Open bensheldon opened 2 years ago
The ability to configure some logging output here would go a long way. We're running in AWS as an ECS Service: loglines one an hour that showed data like either successful_jobs_counter=1234
or successful_jobs_since_last_logline=123
would let us use CloudWatch to build some of the metrics that we'd find handy.
Alternatively, a "log job run metrics" that let each job spit some metrics out to stdout like name=Job1, exit_code=1, queue_latency=1234ms,execution_duration=123ms
would be great too.
Thanks for opening up #911. That is really helpful!

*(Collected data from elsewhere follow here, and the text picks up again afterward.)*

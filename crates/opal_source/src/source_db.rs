//! Central database of all source files in a compilation session.

use crate::file_id::FileId;
use crate::resolved_span::ResolvedSpan;
use crate::source_file::{LineDirective, SourceFile};
use crate::span::Span;
use std::io;
use std::path::{Path, PathBuf};

/// The source database, owning all loaded source text and resolving
/// [`FileId`] + byte offsets to line/column coordinates for diagnostics.
///
/// Besides text and paths, the database records the inclusion graph: when a
/// file is brought in via `add_include`, the span of the include directive in
/// the including file is remembered and exposed through [`include_site`]
/// (used by the diagnostics engine to inherit severity state across files).
///
/// [`include_site`]: SourceDb::include_site
pub struct SourceDb {
    files: Vec<SourceFile>,
    /// Per file: the (file, offset) of the include directive that brought it
    /// in, or `None` for top-level files.
    include_sites: Vec<Option<(FileId, u32)>>,
}

impl SourceDb {
    /// Creates an empty source database.
    pub fn new() -> Self {
        Self {
            files: Vec::new(),
            include_sites: Vec::new(),
        }
    }

    /// Loads a top-level source file from the filesystem and returns its [`FileId`].
    pub fn load_file(&mut self, path: &Path) -> Result<FileId, io::Error> {
        let content = std::fs::read_to_string(path)?;
        Ok(self.push_file(path.to_path_buf(), content, None))
    }

    /// Adds a top-level source file from an in-memory string (useful for tests).
    ///
    /// The `name` parameter is used as the file path in diagnostics.
    pub fn add_source(&mut self, name: impl Into<PathBuf>, content: String) -> FileId {
        self.push_file(name.into(), content, None)
    }

    /// Adds a source file included from `included_from` (the span of the
    /// include directive in the including file).
    pub fn add_include(
        &mut self,
        name: impl Into<PathBuf>,
        content: String,
        included_from: Span,
    ) -> FileId {
        assert!(!included_from.is_dummy(), "include site must be a real location");
        self.push_file(
            name.into(),
            content,
            Some((included_from.file, included_from.start)),
        )
    }

    fn push_file(
        &mut self,
        path: PathBuf,
        content: String,
        site: Option<(FileId, u32)>,
    ) -> FileId {
        let id = FileId::from_raw(self.files.len() as u32);
        self.files.push(SourceFile::new(id, path, content));
        self.include_sites.push(site);
        id
    }

    /// Returns the (file, byte offset) of the include directive that brought
    /// in `id`, or `None` for top-level files.
    pub fn include_site(&self, id: FileId) -> Option<(FileId, u32)> {
        self.include_sites[id.as_raw() as usize]
    }

    /// Returns the [`SourceFile`] for the given [`FileId`].
    ///
    /// # Panics
    ///
    /// Panics if the `FileId` is invalid.
    pub fn get_file(&self, id: FileId) -> &SourceFile {
        &self.files[id.as_raw() as usize]
    }

    /// Records a line directive against a file.
    pub fn record_line_directive(&mut self, id: FileId, directive: LineDirective) {
        self.files[id.as_raw() as usize].record_line_directive(directive);
    }

    /// Returns the presumed (post-directive) path for a location.
    pub fn presumed_path(&self, id: FileId, offset: u32) -> &Path {
        self.get_file(id).presumed_path(offset)
    }

    /// Resolves a [`Span`] to human-readable line/column coordinates.
    pub fn resolve_span(&self, span: Span) -> ResolvedSpan {
        let file = self.get_file(span.file);
        let (start_line, start_col) = file.line_col(span.start);
        let (end_line, end_col) = file.line_col(span.end.saturating_sub(1).max(span.start));
        ResolvedSpan {
            file_path: file.path.clone(),
            start_line,
            start_col,
            end_line,
            end_col,
        }
    }

    /// Returns the source text corresponding to a [`Span`].
    pub fn snippet(&self, span: Span) -> &str {
        let file = self.get_file(span.file);
        file.snippet(span.start, span.end)
    }
}

impl Default for SourceDb {
    fn default() -> Self {
        Self::new()
    }
}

Also, I feel bad because now that I'm seeing what I wrote in this issue I'm like "hmm, what was I thinking?" 😓
Here are some thoughts that I want to bounce off of you. Sorry for the stream of consciousness:
Scheduler
s are the smallest unit to track. A process that is executing jobs could have multiple schedulers. Though maybe the recently created Capsule
is the correct unit to track. Though a capsule can have multiple schedulers, and a process could have multiple capsules if someone was initializing them manually. Maybe the Capsule is the thing that has stats on it, and multiple schedulers increment a shared Stats object owned by the Capsule. (I'm imagining in this case the stats are like "number of jobs finished/errored/discarded/retried since creation"Scheduler#stats
has some good stuff. I wonder if that would be a thing to extend, and also inserted into the Process.current_state. That would definitely surface a lot more details... though the Process state doesn't get flushed to the database currently except at startup.Telemetry is trick and a lot to get right. There is getting the metrics right, and exposing them. Here's a stream of consciousness back for you.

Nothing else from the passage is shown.